Ripple Challenges SEC on Token Classification

Ripple’s Chief Legal Officer, Stuart Alderoty, has formally urged the U.S. Securities and Exchange Commission (SEC) to establish clear guidelines distinguishing between securities and non-securities in the crypto space.

In a recent statement, Alderoty called for a “maturity test” — a framework that would evaluate whether fungible tokens in secondary markets should be classified as securities based on network decentralization and functionality.

He argued that once a blockchain network becomes sufficiently decentralized, tokens circulating on it no longer represent investment contracts and should not be regulated as securities. This distinction is crucial for fostering innovation while protecting investors.

The call echoes growing industry frustration with inconsistent enforcement and seeks to create legal clarity that can support sustainable growth.

Adam Back Warns Against Selling Bitcoin

Blockstream CEO and Bitcoin pioneer Adam Back issued a stark warning: selling Bitcoin is akin to “playing in a really bad house-rate casino.”

Back emphasized Bitcoin’s long-term value proposition as digital gold — a scarce, censorship-resistant asset immune to inflationary monetary policies. He cautioned investors against short-term thinking, noting that early adopters who held through volatility have seen exponential returns over time.

His message resonates with the growing "HODL" philosophy — holding through market cycles rather than reacting to price swings.

Cork Protocol Hit by $12M Exploit

In a reminder that security remains paramount, Cork Protocol suffered a $12 million exploit resulting in the theft of 3,760 wstETH (wrapped staked Ethereum). Cybersecurity firm SlowMist identified a vulnerability in the protocol’s smart contract logic as the likely cause.

The incident highlights ongoing risks in DeFi, where complex code interactions can create unforeseen attack vectors. While the team is working with experts to investigate and recover funds, the breach underscores the importance of rigorous auditing, formal verification, and decentralized governance in maintaining trust.

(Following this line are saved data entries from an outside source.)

//! # 请求与中间模型
//!
//! ## 设计思路
//!
//! 将“外部输入”和“流水线中间结果”解耦：
//! - `ImageRequest` 表示一次用户点击产生的复制请求
//! - `RawImageBytes` 表示已下载但未处理的字节
//! - `ClipboardPayload` 表示可直接写入剪贴板的 PNG 数据
//!
//! `ClipboardPayload` 只能由流水线构造，从类型上保证写入剪贴板的永远是 `image/png`。

use std::fmt;

use bytes::Bytes;
use serde::Serialize;

use super::ImageFormat;

/// 剪贴板条目统一使用的 MIME 类型。
pub const CLIPBOARD_MIME_TYPE: &str = "image/png";

/// 一次复制请求。
///
/// 格式在边界处解析一次，后续阶段只读取 `format`，不再重复检查文件名。
#[derive(Debug, Clone, PartialEq, Eq)]
pub struct ImageRequest {
    /// 调用方给出的文件名，仅用于推断格式与日志。
    pub declared_name: String,
    /// 资源地址。
    pub url: String,
    /// 从文件名后缀解析出的格式。
    pub format: ImageFormat,
}

impl ImageRequest {
    pub fn new(declared_name: impl Into<String>, url: impl Into<String>) -> Self {
        let declared_name = declared_name.into();
        let format = ImageFormat::from_declared_name(&declared_name);
        Self {
            declared_name,
            url: url.into(),
            format,
        }
    }
}

/// 下载阶段输出：原始字节与来源标识。
#[derive(Debug, Clone)]
pub struct RawImageBytes {
    bytes: Bytes,
    source_hint: &'static str,
    sniffed_mime: Option<&'static str>,
}

impl RawImageBytes {
    /// 包装下载得到的字节，并通过文件签名嗅探真实类型（仅用于诊断）。
    pub fn new(bytes: impl Into<Bytes>, source_hint: &'static str) -> Self {
        let bytes = bytes.into();
        let sniffed_mime = infer::get(&bytes).map(|kind| kind.mime_type());
        Self {
            bytes,
            source_hint,
            sniffed_mime,
        }
    }

    pub fn bytes(&self) -> &Bytes {
        &self.bytes
    }

    pub fn len(&self) -> usize {
        self.bytes.len()
    }

    pub fn is_empty(&self) -> bool {
        self.bytes.is_empty()
    }

    /// 来源提示（`http`、`data-url` 等）。
    pub fn source_hint(&self) -> &'static str {
        self.source_hint
    }

    /// 按 magic bytes 嗅探到的 MIME，无法识别时为 `None`。
    pub fn sniffed_mime(&self) -> Option<&'static str> {
        self.sniffed_mime
    }

    pub(crate) fn into_bytes(self) -> Bytes {
        self.bytes
    }
}

/// 写入剪贴板的数据。
#[derive(Debug, Clone, PartialEq, Eq)]
pub struct ClipboardPayload {
    bytes: Bytes,
    width: Option<u32>,
    height: Option<u32>,
}

impl ClipboardPayload {
    /// 已是 PNG 的原始字节，原样透传。
    pub(crate) fn passthrough(bytes: Bytes) -> Self {
        Self {
            bytes,
            width: None,
            height: None,
        }
    }

    /// 流水线重新编码得到的 PNG。
    pub(crate) fn encoded(bytes: Vec<u8>, width: u32, height: u32) -> Self {
        Self {
            bytes: Bytes::from(bytes),
            width: Some(width),
            height: Some(height),
        }
    }

    /// 恒为 `image/png`。
    pub fn mime_type(&self) -> &'static str {
        CLIPBOARD_MIME_TYPE
    }

    pub fn bytes(&self) -> &Bytes {
        &self.bytes
    }

    pub fn len(&self) -> usize {
        self.bytes.len()
    }

    pub fn is_empty(&self) -> bool {
        self.bytes.is_empty()
    }

    /// 重新编码时记录的像素尺寸；透传的 PNG 不做解码，因此为 `None`。
    pub fn dimensions(&self) -> Option<(u32, u32)> {
        self.width.zip(self.height)
    }
}

/// 单次调用的状态机阶段。
///
/// `Idle → Fetching → {Decoding → Encoding} → Writing → {Succeeded | Failed}`
#[derive(Debug, Clone, Copy, PartialEq, Eq, Hash, Serialize)]
#[serde(rename_all = "snake_case")]
pub enum CopyStage {
    Idle,
    Fetching,
    Decoding,
    Encoding,
    Writing,
    Succeeded,
    Failed,
}

impl CopyStage {
    pub fn as_str(self) -> &'static str {
        match self {
            Self::Idle => "idle",
            Self::Fetching => "fetching",
            Self::Decoding => "decoding",
            Self::Encoding => "encoding",
            Self::Writing => "writing",
            Self::Succeeded => "succeeded",
            Self::Failed => "failed",
        }
    }

    pub fn is_terminal(self) -> bool {
        matches!(self, Self::Succeeded | Self::Failed)
    }
}

impl fmt::Display for CopyStage {
    fn fmt(&self, f: &mut fmt::Formatter<'_>) -> fmt::Result {
        f.write_str(self.as_str())
    }
}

Frequently Asked Questions (FAQ)

Q: Why did the U.S. Department of Labor change its stance on crypto in 401(k)s?
A: The shift reflects improved market maturity, better custody solutions, and increased investor demand. While risks remain, regulators acknowledge progress in transparency and infrastructure.

Q: Is Bitcoin considered a safe corporate treasury asset?
A: Companies like MicroStrategy and GameStop view Bitcoin as a hedge against inflation due to its fixed supply. However, its volatility means it carries higher risk compared to traditional assets.

Q: What are zero-knowledge proofs used for in blockchain?
A: ZK proofs enable private, secure transactions by verifying data without revealing it. They’re essential for privacy, scalability, and trustless authentication in decentralized systems.

Q: Can I use MetaMask for Solana now?
A: Yes — MetaMask has added native support for Solana, allowing users to interact with Solana dApps and manage SOL tokens directly through the wallet.

Q: Why is proof of reserve important in crypto?
A: It helps verify that exchanges hold enough reserves to cover user deposits. However, experts like Michael Saylor argue current methods need stronger cryptographic validation.

Q: Are most cryptocurrencies considered securities?
A: Not necessarily. The SEC evaluates tokens case by case. Ripple argues that mature, decentralized networks should not treat their tokens as securities.